全帝国軍軍人の此れまでの貢献を考慮して、2年以上在籍の帝国軍人と将官・佐官の全員が昇進する事になった。
具体的には、
アラン様が、大将→元帥 帝国軍の総帥にして条約に於ける事実上の同盟国の盟主
ダルシム伯爵が、中将→大将 中央軍たる帝国軍30万の総指揮官にして、陸上重巡洋艦『バーミンガム』の艦長
ファーン侯爵が、中将→大将 東方方面軍50万人の総指揮官にして、陸上重巡洋艦『ヴィルヘルム』の艦長(息子のカイン少佐→中佐の重装機動軍1万傘下)
ビクトール侯爵が、中将→大将 北方方面軍50万人の総指揮官にして、陸上重巡洋艦『ケーニヒ』の艦長
ヴァルター子爵が、中将→大将 南方・西方方面軍80万人の総指揮官にして、陸上重巡洋艦『フリードリヒ』の艦長
ヘルマン伯爵が、少将→中将 帝都守備軍10万人を率い、陸上巡洋艦『ベイオウルフ』の艦長
セリーナ伯爵が、准将→少将 高機動軍10万人を率い、陸上巡洋艦『ドレッドノート』の艦長
シャロン伯爵が、准将→少将 高機動軍10万人を率い、陸上巡洋艦『ジャンヌダルク』の艦長
そして自分はと云うと、
ケニー子爵が、大佐→准将 空軍10万人を率い、陸上巨大空母『グラーフ・ツェッペリン』の艦長
妻は、予備役となり騎竜のサバンナは自分が預かり、ガイと共に管理するが、いざという時は緊急で騎乗してもらう。
大体の将官及び佐官の扱いは此の様になり、各軍には駆逐艦・フリゲート艦・護衛艦・突撃艦等が配置されていて、他にも補給艦・輸送艦・揚陸艦・修理艦等の補給や兵員輸送に携わる艦船の配備が、順次行われている。

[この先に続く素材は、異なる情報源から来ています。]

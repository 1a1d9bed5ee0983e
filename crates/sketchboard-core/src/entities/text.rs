//! Rich text box entity.

use super::{BoxEntity, EditableEntity, EntityId, new_entity_id};
use kurbo::{Point, Size};
use serde::{Deserialize, Serialize};

/// Font family options.
#[derive(Debug, Clone, Copy, PartialEq, Eq, Default, Serialize, Deserialize)]
pub enum FontFamily {
    #[default]
    Sans,
    Serif,
    Mono,
    Handwritten,
}

impl FontFamily {
    /// Get the font family name as used by the renderer.
    pub fn name(&self) -> &'static str {
        match self {
            FontFamily::Sans => "sans-serif",
            FontFamily::Serif => "serif",
            FontFamily::Mono => "monospace",
            FontFamily::Handwritten => "cursive",
        }
    }

    /// Get all available font families.
    pub fn all() -> &'static [FontFamily] {
        &[
            FontFamily::Sans,
            FontFamily::Serif,
            FontFamily::Mono,
            FontFamily::Handwritten,
        ]
    }
}

/// Text styling shared by text boxes and notes.
#[derive(Debug, Clone, Copy, PartialEq, Serialize, Deserialize)]
pub struct TextStyle {
    /// Font size in world units.
    pub font_size: f64,
    pub font_family: FontFamily,
    pub bold: bool,
    pub italic: bool,
    pub underline: bool,
}

impl Default for TextStyle {
    fn default() -> Self {
        Self {
            font_size: TextEntity::DEFAULT_FONT_SIZE,
            font_family: FontFamily::default(),
            bold: false,
            italic: false,
            underline: false,
        }
    }
}

/// A fixed-size box of text placed on the canvas.
#[derive(Debug, Clone, PartialEq, Serialize, Deserialize)]
pub struct TextEntity {
    pub(crate) id: EntityId,
    /// Top-left corner in world coordinates.
    pub position: Point,
    /// Box size in world units.
    pub size: Size,
    pub content: String,
    pub style: TextStyle,
    pub is_editing: bool,
}

impl TextEntity {
    /// Default font size in world units at scale 1.
    pub const DEFAULT_FONT_SIZE: f64 = 16.0;

    /// Create an empty text box. New boxes start in edit mode.
    pub fn new(position: Point, size: Size, style: TextStyle) -> Self {
        Self {
            id: new_entity_id(),
            position,
            size,
            content: String::new(),
            style,
            is_editing: true,
        }
    }
}

impl BoxEntity for TextEntity {
    fn id(&self) -> EntityId {
        self.id
    }

    fn position(&self) -> Point {
        self.position
    }

    fn set_position(&mut self, position: Point) {
        self.position = position;
    }

    fn size(&self) -> Size {
        self.size
    }

    fn set_size(&mut self, size: Size) {
        self.size = size;
    }
}

impl EditableEntity for TextEntity {
    fn content(&self) -> &str {
        &self.content
    }

    fn set_content(&mut self, content: String) {
        self.content = content;
    }

    fn is_editing(&self) -> bool {
        self.is_editing
    }

    fn set_editing(&mut self, editing: bool) {
        self.is_editing = editing;
    }
}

つまり、とうとう帝国軍は全ての帝国軍人が、自分の足や軍馬と車両等に頼らず、全ての軍事行動を陸上艦船で行動出来る様になり、一切の遅滞無く一律の軍事行動が可能となったのである。
因みに、空軍の尉官である三羽烏のベック、トール、キリコの3名も昇進し、全員大尉となり。
そして、自分の以前乗っていた陸上空母のアイン、ツヴァイ、ドライのそれぞれの艦長となったのだ。
些か早すぎる抜擢かも知れないが、考えてみると自分が艦長になった年齢と、そう変わらない年齢となっているし、彼らも十分に戦歴を重ねているので安心しても良いだろう。
こうして帝国軍の陣容は再編成され、もう直ぐ2年が経つ『アラム聖国』との不可侵条約へ対抗出来る陣容が整えられたのである。